Paper 14145-215
Deep-learning-supported depth-from-focus-microscope
7 July 2026 • 17:30 - 19:00 CEST | Room B4-M3
Abstract
Compact sensor systems, such as those used in rover missions, can profit from 3D measurement techniques that are both accurate and resource-efficient. The Depth-from-Focus (DFF) method derives depth information solely from variations in focus and requires no additional hardware beyond a camera system. Compared to classic DFF-approaches Deep Depth-from-Focus (DDFF) methods using Convolutional Neural Networks (CNNs) can reduce the number of images needed for depth estimation. This lowers both energy consumption and memory requirements. In this work, a microscope setup was upgraded with a DDFF capability, demonstrating how DDFF can be applied to the measurement of geological samples. A beam splitter enables the microscope to operate in combination with a spectrometer. One potential application is to use depth information obtained via DDFF to provide contextual data for spectral measurements.
Presenter
Alina Malow
Deutsches Zentrum für Luft- und Raumfahrt e.V. (Germany)

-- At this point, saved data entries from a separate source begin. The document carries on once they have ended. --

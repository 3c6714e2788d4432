//! # 批量生成编排模块
//!
//! ## 设计思路
//!
//! `generate_all` 只负责流程编排，不做任何像素运算：
//! 1. 校验源图片存在（此时尚未创建任何目录或文件）
//! 2. 创建输出目录（幂等）
//! 3. 解码源图一次，供所有产物复用
//! 4. 按清单顺序逐个渲染、编码、写盘
//!
//! ## 实现思路
//!
//! - 任一步骤失败立即返回，已写入的文件保留，不回滚、不重试。
//! - 每个产物输出一行进度日志，并记录 `decode/render/total` 耗时。
//! - 同一源图重复运行得到逐字节一致的输出。

mod plan;
mod report;

use image::DynamicImage;
use std::path::Path;
use std::time::Instant;

use crate::error::AppError;
use crate::icon::{self, IconConfig, IconError};
use crate::storage::{ensure_dir, write_artifact};

pub use plan::{
    APPLE_TOUCH_ICON_SIZE, Artifact, ArtifactKind, ArtifactPlan, FAVICON_ICO_SIZES, FAVICON_SIZES,
    OutputDir, PWA_SIZES,
};
pub use report::{GeneratedArtifact, GenerationReport};

/// 使用默认配置与默认清单生成全部图标。
///
/// # 示例
/// ```rust,ignore
/// use rounded_icons::generator::generate_all;
///
/// let report = generate_all("Logo.jpg".as_ref(), "public/icons".as_ref(), "public".as_ref())?;
/// assert_eq!(report.len(), 11);
/// # Ok::<(), rounded_icons::error::AppError>(())
/// ```
pub fn generate_all(
    source_path: &Path,
    icons_dir: &Path,
    public_dir: &Path,
) -> Result<GenerationReport, AppError> {
    generate_all_with_config(source_path, icons_dir, public_dir, &IconConfig::default())
}

/// 使用指定配置与默认清单生成全部图标。
pub fn generate_all_with_config(
    source_path: &Path,
    icons_dir: &Path,
    public_dir: &Path,
    config: &IconConfig,
) -> Result<GenerationReport, AppError> {
    generate_plan(
        source_path,
        icons_dir,
        public_dir,
        &ArtifactPlan::default_plan(),
        config,
    )
}

/// 按任意清单生成产物。
pub fn generate_plan(
    source_path: &Path,
    icons_dir: &Path,
    public_dir: &Path,
    plan: &ArtifactPlan,
    config: &IconConfig,
) -> Result<GenerationReport, AppError> {
    if !source_path.exists() {
        return Err(AppError::SourceNotFound(source_path.to_path_buf()));
    }

    ensure_dir(icons_dir)?;
    ensure_dir(public_dir)?;

    log::info!("🚀 开始生成圆角图标 - 源图片: {}", source_path.display());
    let total_start = Instant::now();

    let decode_start = Instant::now();
    let source = icon::load_source(source_path, config)?;
    let decode_elapsed = decode_start.elapsed();

    let mut report = GenerationReport::default();
    let mut current_kind = None;
    let render_start = Instant::now();

    for artifact in &plan.artifacts {
        if current_kind != Some(artifact.kind) {
            log::info!("{} ...", artifact.kind.label());
            current_kind = Some(artifact.kind);
        }

        let bytes = render_artifact(&source, artifact, config)?;
        let dir = match artifact.dir {
            OutputDir::Icons => icons_dir,
            OutputDir::Public => public_dir,
        };
        let path = write_artifact(dir, &artifact.file_name, &bytes)?;

        log::info!(
            "✓ 已生成: {} ({}, {} 字节)",
            path.display(),
            describe_sizes(&artifact.sizes),
            bytes.len()
        );

        if artifact.kind == ArtifactKind::FaviconIco {
            let frames = icon::inspect_icon_container(&bytes)?;
            log::info!("  ICO 帧: {}", describe_frames(&frames));
        }

        report.push(GeneratedArtifact {
            kind: artifact.kind,
            path,
            sizes: artifact.sizes.clone(),
            bytes: bytes.len(),
        });
    }

    log::info!(
        "✅ 全部图标生成完成 - 共 {} 个文件 decode={}ms render={}ms total={}ms",
        report.len(),
        decode_elapsed.as_millis(),
        render_start.elapsed().as_millis(),
        total_start.elapsed().as_millis()
    );
    log::info!("📁 PWA 图标: {}", icons_dir.display());
    log::info!("📁 Favicons: {}", public_dir.display());

    Ok(report)
}

/// 渲染单个产物并编码为文件字节。
fn render_artifact(
    source: &DynamicImage,
    artifact: &Artifact,
    config: &IconConfig,
) -> Result<Vec<u8>, IconError> {
    match artifact.kind {
        ArtifactKind::FaviconIco => icon::build_icon_container(source, &artifact.sizes, config),
        ArtifactKind::PwaIcon | ArtifactKind::FaviconPng | ArtifactKind::AppleTouchIcon => {
            let size = match artifact.sizes.as_slice() {
                [size] => *size,
                other => {
                    return Err(IconError::InvalidSize(format!(
                        "PNG 产物 {} 只能有一个尺寸，实际为 {:?}",
                        artifact.file_name, other
                    )));
                }
            };
            let rounded = icon::build_rounded_icon(source, size, artifact.radius, config)?;
            icon::encode_png(&rounded, config)
        }
    }
}

fn describe_frames(frames: &[(u32, u32)]) -> String {
    frames
        .iter()
        .map(|(width, height)| format!("{width}x{height}"))
        .collect::<Vec<_>>()
        .join(", ")
}

fn describe_sizes(sizes: &[u32]) -> String {
    sizes
        .iter()
        .map(|size| format!("{size}x{size}px"))
        .collect::<Vec<_>>()
        .join(", ")
}

#[cfg(test)]
mod tests {
    use std::fs;
    use std::path::PathBuf;
    use std::time::{SystemTime, UNIX_EPOCH};

    use image::{ImageBuffer, ImageFormat, Rgb};

    use super::*;

    fn unique_temp_dir() -> PathBuf {
        let nanos = SystemTime::now()
            .duration_since(UNIX_EPOCH)
            .expect("clock error")
            .as_nanos();
        let dir = std::env::temp_dir().join(format!("rounded-icons-generator-test-{nanos}"));
        fs::create_dir_all(&dir).expect("create temp dir");
        dir
    }

    fn write_source(dir: &Path) -> PathBuf {
        let img = ImageBuffer::from_fn(120, 90, |x, y| Rgb([x as u8, y as u8, 200]));
        let path = dir.join("Logo.png");
        DynamicImage::ImageRgb8(img)
            .save_with_format(&path, ImageFormat::Png)
            .expect("write source");
        path
    }

    #[test]
    fn describe_sizes_formats_each_frame() {
        assert_eq!(describe_sizes(&[16]), "16x16px");
        assert_eq!(describe_sizes(&[16, 24]), "16x16px, 24x24px");
        assert_eq!(describe_frames(&[(16, 16), (24, 24)]), "16x16, 24x24");
    }

    #[test]
    fn ico_plan_reads_frames_back_after_writing() {
        let root = unique_temp_dir();
        let source = write_source(&root);
        let public_dir = root.join("public");

        let plan = ArtifactPlan {
            artifacts: vec![Artifact {
                kind: ArtifactKind::FaviconIco,
                file_name: "favicon.ico".to_string(),
                dir: OutputDir::Public,
                sizes: vec![16, 32],
                radius: icon::RadiusPolicy::FAVICON_ICO,
            }],
        };

        let report = generate_plan(
            &source,
            &public_dir.join("icons"),
            &public_dir,
            &plan,
            &IconConfig::default(),
        )
        .expect("generate failed");

        let bytes = fs::read(&report.artifacts[0].path).expect("read favicon.ico");
        let frames = icon::inspect_icon_container(&bytes).expect("inspect failed");
        assert_eq!(frames, vec![(16, 16), (32, 32)]);

        let _ = fs::remove_dir_all(&root);
    }

    #[test]
    fn render_artifact_rejects_png_with_multiple_sizes() {
        let source = DynamicImage::ImageRgb8(ImageBuffer::new(8, 8));
        let artifact = Artifact {
            kind: ArtifactKind::PwaIcon,
            file_name: "icon-x.png".to_string(),
            dir: OutputDir::Icons,
            sizes: vec![16, 32],
            radius: icon::RadiusPolicy::PWA,
        };

        let result = render_artifact(&source, &artifact, &IconConfig::default());
        assert!(matches!(result, Err(IconError::InvalidSize(_))));
    }

    #[test]
    fn custom_plan_writes_only_listed_artifacts() {
        let root = unique_temp_dir();
        let source = write_source(&root);
        let icons_dir = root.join("public").join("icons");
        let public_dir = root.join("public");

        let plan = ArtifactPlan {
            artifacts: vec![Artifact {
                kind: ArtifactKind::FaviconPng,
                file_name: "favicon-24.png".to_string(),
                dir: OutputDir::Public,
                sizes: vec![24],
                radius: icon::RadiusPolicy::FAVICON,
            }],
        };

        let report = generate_plan(&source, &icons_dir, &public_dir, &plan, &IconConfig::default())
            .expect("generate failed");

        assert_eq!(report.len(), 1);
        let written = image::open(public_dir.join("favicon-24.png")).expect("open output");
        assert_eq!((written.width(), written.height()), (24, 24));
        assert!(icons_dir.is_dir());

        let _ = fs::remove_dir_all(&root);
    }

    #[test]
    fn corrupt_source_surfaces_icon_error() {
        let root = unique_temp_dir();
        let source = root.join("Logo.jpg");
        fs::write(&source, b"definitely not a jpeg").expect("write corrupt source");

        let result = generate_all(&source, &root.join("icons"), &root);
        assert!(matches!(result, Err(AppError::Icon(IconError::Decode(_)))));

        let _ = fs::remove_dir_all(&root);
    }
}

Alina Malow is an engineer based in Berlin with a strong background in automation, image processing, and space research technologies. She studied Engineering Science at Technische Universität Berlin, where she specialized in Automation and Image Processing. During her studies, she was an active member of the Student Satellite Operating Team, working with post-project CubeSats for educational purposes and small-scale Earth observation missions. She also gained hands-on research experience as a working student at the Institute of Space Research at the German Aerospace Center DLR. Alina completed her master’s thesis at DLR, where she developed a deep learning–based approach for 3D measurement of geological samples using a single-camera system. She now works there full-time, focusing on laboratory automation as well as the calibration and verification of scientific instruments.